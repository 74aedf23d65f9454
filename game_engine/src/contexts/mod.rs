//! Contexts - rooms and the player's view of the whole world.

mod game_context;
mod player_context;

pub use game_context::*;
pub use player_context::*;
------------------------------------
■ Aim of the exercise: Take the data above and reproduce it exactly.

■ Result:
repository 74aedf23d65f9454
filename game_engine/src/contexts/mod.rs
//! Contexts - rooms and the player's view of the whole world.

mod game_context;
mod player_context;

pub use game_context::*;
pub use player_context::*;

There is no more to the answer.